> **What is needed**
Report only how many lines below include "completeness".

=== Begin Enclosure ===

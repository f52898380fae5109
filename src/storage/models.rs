//! Data models for the storage layer

use crate::cli::types::{GameUid, Season, StatUid, TeamUid};
use crate::season::Category;
use chrono::NaiveDateTime;
use serde::{Deserialize, Serialize};

/// Team information stored in the database
#[derive(Debug, Clone, PartialEq, Serialize, Deserialize)]
pub struct Team {
    pub uid: TeamUid,
    pub name: Option<String>,
    pub city: Option<String>,
    pub abbreviation: Option<String>,
    pub stadium: Option<String>,
    pub latitude: Option<f64>,
    pub longitude: Option<f64>,
    pub conference: Option<String>,
    pub division: Option<String>,
    pub source: String,
}

impl Team {
    /// A team known only by its uid.
    pub fn reference(uid: TeamUid, source: impl Into<String>) -> Self {
        Self {
            uid,
            name: None,
            city: None,
            abbreviation: None,
            stadium: None,
            latitude: None,
            longitude: None,
            conference: None,
            division: None,
            source: source.into(),
        }
    }
}

/// A scheduled or played game
#[derive(Debug, Clone, PartialEq, Serialize, Deserialize)]
pub struct Game {
    pub uid: GameUid,
    pub season: Season,
    /// Regular-season week; absent for playoff games.
    pub week: Option<u8>,
    pub scheduled_at: Option<NaiveDateTime>,
    pub category: Category,
    /// Set when the category was confirmed by hand; the classifier leaves it alone.
    pub category_override: bool,
    pub home_team: Option<TeamUid>,
    pub away_team: Option<TeamUid>,
    pub home_score: Option<u16>,
    pub away_score: Option<u16>,
    pub source: String,
}

/// One team's box-score line for one game
#[derive(Debug, Clone, PartialEq, Serialize, Deserialize)]
pub struct TeamGameStat {
    pub stat_uid: StatUid,
    pub game_uid: GameUid,
    pub team_uid: TeamUid,
    pub season: Season,
    pub is_home: Option<bool>,
    pub total_yards: Option<f64>,
    pub passing_yards: Option<f64>,
    pub rushing_yards: Option<f64>,
    pub first_downs: Option<f64>,
    pub turnovers: Option<f64>,
    pub third_down_conversions: Option<f64>,
    pub third_down_attempts: Option<f64>,
    pub penalties: Option<f64>,
    pub penalty_yards: Option<f64>,
    pub time_of_possession_secs: Option<u32>,
    pub source: String,
}

impl TeamGameStat {
    /// Core metrics every usable stat line must carry.
    pub fn missing_core_fields(&self) -> bool {
        self.total_yards.is_none() || self.passing_yards.is_none() || self.rushing_yards.is_none()
    }
}

/// Result of an upsert keyed by uid
#[derive(Debug, Clone, Copy, PartialEq, Eq, Serialize, Deserialize)]
#[serde(rename_all = "lowercase")]
pub enum UpsertOutcome {
    Inserted,
    Updated,
    Unchanged,
}

impl UpsertOutcome {
    pub fn is_write(&self) -> bool {
        !matches!(self, UpsertOutcome::Unchanged)
    }
}

/// Last recorded collection state for a season
#[derive(Debug, Clone, PartialEq, Serialize, Deserialize)]
pub struct SeasonRunRecord {
    pub season: Season,
    pub state: String,
    pub cause: Option<String>,
    pub updated_at: i64,
}
//! Resources shared by most commands.

use std::path::{Path, PathBuf};

use serde::Serialize;
use tracing::debug;

use crate::core::config::Settings;
use crate::season::SeasonRegistry;
use crate::storage::GameDatabase;
use crate::{Result, Season};

/// Settings, season plans and database for one command invocation
pub struct CommandContext {
    pub settings: Settings,
    pub registry: SeasonRegistry,
    pub db_path: PathBuf,
    pub config_path: Option<PathBuf>,
}

impl CommandContext {
    /// Load settings and season plans; fails with a configuration error
    /// before anything touches the network.
    pub fn new(config_path: Option<&Path>, db_path: Option<&Path>) -> Result<Self> {
        let settings = Settings::load(config_path)?;
        let registry = settings.registry()?;
        let db_path = db_path
            .map(Path::to_path_buf)
            .unwrap_or_else(|| settings.db_path());
        debug!(db = %db_path.display(), seasons = ?registry.seasons(), "command context ready");

        Ok(Self {
            settings,
            registry,
            db_path,
            config_path: config_path.map(Path::to_path_buf),
        })
    }

    pub fn open_db(&self) -> Result<GameDatabase> {
        GameDatabase::open(&self.db_path)
    }

    /// The requested seasons, or every registered one when none were given.
    /// Each must have a plan.
    pub fn resolve_seasons(&self, requested: &[Season]) -> Result<Vec<Season>> {
        resolve_seasons(&self.registry, requested)
    }
}

pub fn resolve_seasons(registry: &SeasonRegistry, requested: &[Season]) -> Result<Vec<Season>> {
    if requested.is_empty() {
        return Ok(registry.seasons());
    }
    let mut seasons = Vec::with_capacity(requested.len());
    for season in requested {
        registry.require(*season)?;
        if !seasons.contains(season) {
            seasons.push(*season);
        }
    }
    Ok(seasons)
}

pub fn print_json<T: Serialize + ?Sized>(value: &T) -> Result<()> {
    println!("{}", serde_json::to_string_pretty(value)?);
    Ok(())
}
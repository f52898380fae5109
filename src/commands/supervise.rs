//! Supervise command: re-runs `collect` in a child process until it exits
//! cleanly.

use tokio::process::Command;
use tokio_util::sync::CancellationToken;
use tracing::debug;

use super::common::CommandContext;
use crate::error::CollectError;
use crate::pipeline::{Supervisor, SupervisorOutcome};
use crate::{Result, Season};

pub struct SuperviseParams {
    pub seasons: Vec<Season>,
    pub force_refresh: bool,
    pub max_restarts: Option<u32>,
    pub attempt_timeout_secs: Option<u64>,
    pub verbose: u8,
}

/// Arguments for one `collect` attempt. Only the first attempt refetches
/// everything; restarts resume from the checkpoint.
pub fn collect_args(ctx: &CommandContext, params: &SuperviseParams, attempt: u32) -> Vec<String> {
    let mut args = vec!["collect".to_string()];
    for season in &params.seasons {
        args.push("--season".to_string());
        args.push(season.to_string());
    }
    if params.force_refresh && attempt == 1 {
        args.push("--force-refresh".to_string());
    }
    if let Some(config) = &ctx.config_path {
        args.push("--config".to_string());
        args.push(config.display().to_string());
    }
    args.push("--db".to_string());
    args.push(ctx.db_path.display().to_string());
    if params.verbose > 0 {
        args.push(format!("-{}", "v".repeat(params.verbose as usize)));
    }
    args
}

pub async fn handle_supervise(
    ctx: &CommandContext,
    params: SuperviseParams,
    cancel: CancellationToken,
) -> Result<SupervisorOutcome> {
    // Unknown seasons fail here rather than in every child.
    ctx.resolve_seasons(&params.seasons)?;
    let exe = std::env::current_exe()?;

    let mut settings = ctx.settings.supervisor.clone();
    if let Some(max_restarts) = params.max_restarts {
        settings.max_restarts = max_restarts;
    }
    if params.attempt_timeout_secs.is_some() {
        settings.attempt_timeout_secs = params.attempt_timeout_secs;
    }
    let supervisor = Supervisor::new(settings.retry_policy(), settings.attempt_timeout());

    let outcome = supervisor
        .run(&cancel, |attempt| {
            let args = collect_args(ctx, &params, attempt);
            let exe = exe.clone();
            async move {
                debug!(attempt, ?args, "spawning collector");
                let status = Command::new(&exe)
                    .args(&args)
                    .kill_on_drop(true)
                    .status()
                    .await?;
                if status.success() {
                    Ok(())
                } else {
                    Err(CollectError::ProcessExit {
                        status: status.to_string(),
                    })
                }
            }
        })
        .await;

    match &outcome {
        SupervisorOutcome::Succeeded { attempts } => {
            println!("✓ Collection finished after {} attempt(s)", attempts)
        }
        SupervisorOutcome::GaveUp {
            attempts,
            last_error,
        } => println!("✗ Gave up after {} attempts: {}", attempts, last_error),
        SupervisorOutcome::Cancelled { attempts } => {
            println!("Cancelled during attempt {}", attempts)
        }
    }
    Ok(outcome)
}
//! Shared fixtures for integration tests: scripted sources and a tiny season.

#![allow(dead_code)]

use std::collections::{BTreeMap, HashMap};
use std::path::Path;
use std::sync::atomic::{AtomicBool, Ordering};
use std::sync::{Arc, Mutex};
use std::time::Duration;

use chrono::FixedOffset;
use nfl_collect::core::RetryPolicy;
use nfl_collect::pipeline::{OrchestratorConfig, ProgressPolicy, VerifyPolicy};
use nfl_collect::season::SeasonRegistry;
use nfl_collect::source::{
    FetchRequest, RawGame, RawTeam, RawTeamStat, SourceAdapter, SourceError, StatValue,
};
use nfl_collect::Season;

pub const SEASON: u16 = 2030;

/// Four regular games over two weeks, two wildcard games and a Super Bowl.
pub const PLANS: &str = r#"
[seasons.2030]
regular_games = 4
regular_weeks = 2

[seasons.2030.playoffs]
wildcard = { days = [11, 12], games = 2 }
superbowl = { days = [9, 9], games = 1 }

[seasons.2032]
regular_games = 1
regular_weeks = 1
"#;

pub fn registry() -> SeasonRegistry {
    SeasonRegistry::from_toml(PLANS).unwrap()
}

pub fn season() -> Season {
    Season::new(SEASON)
}

pub fn test_config(progress_dir: &Path) -> OrchestratorConfig {
    OrchestratorConfig {
        retry: RetryPolicy {
            max_attempts: 2,
            base_delay: Duration::from_millis(1),
            max_delay: Duration::from_millis(2),
        },
        request_timeout: Duration::from_secs(5),
        concurrency: 2,
        progress: ProgressPolicy::default(),
        outage_threshold: 2,
        verify: VerifyPolicy::default(),
        progress_dir: progress_dir.to_path_buf(),
        reset_progress: false,
        kickoff_offset: FixedOffset::west_opt(5 * 3600).unwrap(),
    }
}

struct Script<R> {
    responses: HashMap<String, Result<Vec<R>, SourceError>>,
    calls: Vec<String>,
}

/// A source answering from a table keyed by `"<season>:<scope>"`.
/// Unscripted requests return an empty batch. Clones share state.
#[derive(Clone)]
pub struct ScriptedSource<R> {
    name: String,
    script: Arc<Mutex<Script<R>>>,
    down: Arc<AtomicBool>,
}

impl<R: Clone> ScriptedSource<R> {
    pub fn new(name: &str) -> Self {
        Self {
            name: name.to_string(),
            script: Arc::new(Mutex::new(Script {
                responses: HashMap::new(),
                calls: Vec::new(),
            })),
            down: Arc::new(AtomicBool::new(false)),
        }
    }

    pub fn respond(&self, season: u16, scope: &str, records: Vec<R>) {
        self.script
            .lock()
            .unwrap()
            .responses
            .insert(format!("{}:{}", season, scope), Ok(records));
    }

    pub fn fail(&self, season: u16, scope: &str, error: SourceError) {
        self.script
            .lock()
            .unwrap()
            .responses
            .insert(format!("{}:{}", season, scope), Err(error));
    }

    /// Every request fails with a 503 while down.
    pub fn set_down(&self, down: bool) {
        self.down.store(down, Ordering::SeqCst);
    }

    pub fn calls(&self) -> Vec<String> {
        self.script.lock().unwrap().calls.clone()
    }

    pub fn clear_calls(&self) {
        self.script.lock().unwrap().calls.clear();
    }
}

impl<R: Clone> SourceAdapter for ScriptedSource<R> {
    type Record = R;

    fn name(&self) -> &str {
        &self.name
    }

    async fn fetch(&self, request: &FetchRequest) -> Result<Vec<R>, SourceError> {
        let key = format!("{}:{}", request.season, request.scope);
        let mut script = self.script.lock().unwrap();
        script.calls.push(key.clone());
        if self.down.load(Ordering::SeqCst) {
            return Err(SourceError::transient("HTTP 503"));
        }
        script.responses.get(&key).cloned().unwrap_or(Ok(Vec::new()))
    }
}

pub type ScheduleSource = ScriptedSource<RawGame>;
pub type StatsSource = ScriptedSource<RawTeamStat>;

pub fn team(id: &str) -> RawTeam {
    RawTeam {
        id: Some(id.to_string()),
        name: Some(format!("Team {}", id)),
        ..Default::default()
    }
}

pub fn raw_game(id: &str, season: u16, date: &str, home: &str, away: &str) -> RawGame {
    RawGame {
        id: id.to_string(),
        season: Some(season),
        week: None,
        date: Some(date.to_string()),
        home: Some(team(home)),
        away: Some(team(away)),
        home_score: Some(24),
        away_score: Some(17),
    }
}

pub fn raw_stat(game_id: &str, team_id: &str, home: bool) -> RawTeamStat {
    let mut stats = BTreeMap::new();
    stats.insert("totalYards".to_string(), StatValue::Number(350.0));
    stats.insert("netPassingYards".to_string(), StatValue::Text("1,204".to_string()));
    stats.insert("rushingYards".to_string(), StatValue::Number(110.0));
    stats.insert("thirdDownEff".to_string(), StatValue::Text("5-12".to_string()));
    stats.insert("possessionTime".to_string(), StatValue::Text("31:20".to_string()));
    RawTeamStat {
        id: None,
        game_id: game_id.to_string(),
        team: team(team_id),
        season: Some(SEASON),
        home: Some(home),
        stats,
    }
}

/// Every game of the 2030 plan, keyed by schedule scope.
pub fn season_schedule() -> Vec<(&'static str, Vec<RawGame>)> {
    let mut week1 = vec![
        raw_game("G1", SEASON, "2030-09-08T17:00Z", "T1", "T2"),
        raw_game("G2", SEASON, "2030-09-08T20:25Z", "T3", "T4"),
    ];
    let mut week2 = vec![
        raw_game("G3", SEASON, "2030-09-15T17:00Z", "T1", "T3"),
        raw_game("G4", SEASON, "2030-09-15T20:25Z", "T2", "T4"),
    ];
    for g in &mut week1 {
        g.week = Some(1);
    }
    for g in &mut week2 {
        g.week = Some(2);
    }
    let wildcard = vec![
        raw_game("W1", SEASON, "2031-01-11T21:30Z", "T1", "T4"),
        raw_game("W2", SEASON, "2031-01-12T18:00Z", "T2", "T3"),
    ];
    let superbowl = vec![raw_game("SB", SEASON, "2031-02-09T23:30Z", "T1", "T2")];
    vec![
        ("week-1", week1),
        ("week-2", week2),
        ("wildcard", wildcard),
        ("superbowl", superbowl),
    ]
}

pub const GAME_TEAMS: [(&str, &str, &str); 7] = [
    ("G1", "T1", "T2"),
    ("G2", "T3", "T4"),
    ("G3", "T1", "T3"),
    ("G4", "T2", "T4"),
    ("W1", "T1", "T4"),
    ("W2", "T2", "T3"),
    ("SB", "T1", "T2"),
];

/// Sources scripted with the full 2030 season.
pub fn scripted_sources() -> (ScheduleSource, StatsSource) {
    let schedule = ScheduleSource::new("schedule");
    for (scope, games) in season_schedule() {
        schedule.respond(SEASON, scope, games);
    }
    let stats = StatsSource::new("team_stats");
    for (game, home, away) in GAME_TEAMS {
        stats.respond(
            SEASON,
            &format!("game-{}", game),
            vec![raw_stat(game, home, true), raw_stat(game, away, false)],
        );
    }
    (schedule, stats)
}
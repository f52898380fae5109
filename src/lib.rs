//! NFL Season Collector Library
//!
//! Collects schedules and per-team box-score statistics for NFL seasons
//! from remote feeds into a local SQLite store, then verifies each stored
//! season against its expected shape.
//!
//! ## Features
//!
//! - **Idempotent Collection**: Re-running a season never duplicates or churns stored rows
//! - **Resumable Runs**: Checkpointed progress with bounded per-record retries
//! - **Playoff Classification**: Rounds assigned from registered calendar windows
//! - **Verification**: Per-category completeness plus read-only consistency checks
//! - **Supervision**: Restarts a crashed or stalled collector with a cool-down
//!
//! ## Quick Start
//!
//! ```rust,no_run
//! use nfl_collect::{pipeline::verify_season, season::SeasonRegistry, storage::GameDatabase, Season};
//!
//! # fn example() -> nfl_collect::Result<()> {
//! let db = GameDatabase::open(std::path::Path::new("nfl.db"))?;
//! let registry = SeasonRegistry::builtin()?;
//! let report = verify_season(&db, &registry, Season::new(2024), &Default::default())?;
//! println!("missing games: {}", report.completeness.missing_total);
//! # Ok(())
//! # }
//! ```
//!
//! ## Environment Configuration
//!
//! Point the CLI at a settings file instead of passing `--config`:
//! ```bash
//! export NFL_COLLECT_CONFIG=/etc/nfl-collect.toml
//! ```

pub mod cli;
pub mod commands;
pub mod core;
pub mod error;
pub mod pipeline;
pub mod season;
pub mod source;
pub mod storage;

// Re-export commonly used types
pub use cli::types::{GameUid, Season, StatUid, TeamUid, Week};
pub use error::{CollectError, Result};
pub use season::Category;

pub const CONFIG_ENV_VAR: &str = "NFL_COLLECT_CONFIG";
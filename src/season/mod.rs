//! Season knowledge: categories, registered plans and date classification.

pub mod category;
pub mod classify;
pub mod registry;

pub use category::Category;
pub use classify::{classify, reclassify_season, ReclassifySummary};
pub use registry::{DayRange, RoundPlan, SeasonPlan, SeasonRegistry};
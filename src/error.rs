//! Error types for the NFL season collector

use thiserror::Error;

pub type Result<T> = std::result::Result<T, CollectError>;

#[derive(Error, Debug)]
pub enum CollectError {
    #[error("Source '{source_name}' unavailable after {attempts} attempts: {message}")]
    SourceUnavailable {
        source_name: String,
        attempts: u32,
        message: String,
    },

    #[error("Malformed record {context}: {reason}")]
    RecordMalformed { context: String, reason: String },

    #[error("Referential violation: {detail}")]
    ReferentialViolation { detail: String },

    #[error("Configuration error: {message}")]
    Configuration { message: String },

    #[error("Collection attempt {attempt} timed out after {timeout_secs}s")]
    ProcessTimeout { attempt: u32, timeout_secs: u64 },

    #[error("Collector process exited with {status}")]
    ProcessExit { status: String },

    #[error("Collection cancelled")]
    Cancelled,

    #[error("Database error: {0}")]
    Database(#[from] rusqlite::Error),

    #[error("HTTP request failed: {0}")]
    Http(#[from] reqwest::Error),

    #[error("JSON parsing failed: {0}")]
    Json(#[from] serde_json::Error),

    #[error("Config parsing failed: {0}")]
    Toml(#[from] toml::de::Error),

    #[error("IO error: {0}")]
    Io(#[from] std::io::Error),

    #[error("Invalid number: {0}")]
    InvalidNumber(#[from] std::num::ParseIntError),
}

impl CollectError {
    pub fn config(message: impl Into<String>) -> Self {
        CollectError::Configuration {
            message: message.into(),
        }
    }

    pub fn malformed(context: impl Into<String>, reason: impl Into<String>) -> Self {
        CollectError::RecordMalformed {
            context: context.into(),
            reason: reason.into(),
        }
    }

    /// Errors that abort a run before any network I/O happens.
    pub fn is_fatal(&self) -> bool {
        matches!(self, CollectError::Configuration { .. })
    }
}
//! Game categories: the regular season and the four playoff rounds.

use crate::error::{CollectError, Result};
use serde::{Deserialize, Serialize};
use std::fmt;
use std::str::FromStr;

#[derive(
    Debug, Clone, Copy, Default, PartialEq, Eq, PartialOrd, Ord, Hash, Serialize, Deserialize,
)]
#[serde(rename_all = "lowercase")]
pub enum Category {
    #[default]
    Regular,
    Wildcard,
    Divisional,
    Conference,
    Superbowl,
}

impl Category {
    pub const PLAYOFF_ROUNDS: [Category; 4] = [
        Category::Wildcard,
        Category::Divisional,
        Category::Conference,
        Category::Superbowl,
    ];

    pub fn as_str(&self) -> &'static str {
        match self {
            Category::Regular => "regular",
            Category::Wildcard => "wildcard",
            Category::Divisional => "divisional",
            Category::Conference => "conference",
            Category::Superbowl => "superbowl",
        }
    }

    pub fn is_playoff(&self) -> bool {
        !matches!(self, Category::Regular)
    }

    /// Calendar month a playoff round is played in, `None` for the regular season.
    pub fn playoff_month(&self) -> Option<u32> {
        match self {
            Category::Regular => None,
            Category::Superbowl => Some(2),
            _ => Some(1),
        }
    }

    /// Read a stored category; NULL and empty values are the regular season.
    pub fn from_stored(value: Option<&str>) -> Result<Self> {
        match value.map(str::trim) {
            None | Some("") => Ok(Category::Regular),
            Some(s) => s.parse(),
        }
    }
}

impl fmt::Display for Category {
    fn fmt(&self, f: &mut fmt::Formatter<'_>) -> fmt::Result {
        f.write_str(self.as_str())
    }
}

impl FromStr for Category {
    type Err = CollectError;

    /// Accepts the canonical names plus the spellings sources use for rounds
    /// ("Wild Card", "Conference Championships", "Super Bowl").
    fn from_str(s: &str) -> Result<Self> {
        let key: String = s
            .chars()
            .filter(|c| c.is_ascii_alphanumeric())
            .map(|c| c.to_ascii_lowercase())
            .collect();
        match key.as_str() {
            "regular" | "reg" | "regularseason" => Ok(Category::Regular),
            "wildcard" | "wc" => Ok(Category::Wildcard),
            "divisional" | "div" | "divisionalround" => Ok(Category::Divisional),
            "conference" | "conf" | "conferencechampionship" | "conferencechampionships" => {
                Ok(Category::Conference)
            }
            "superbowl" | "sb" | "championship" => Ok(Category::Superbowl),
            _ => Err(CollectError::malformed(
                format!("category '{}'", s),
                "unknown game category",
            )),
        }
    }
}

=== End Enclosure ===

> **Result of the task**
2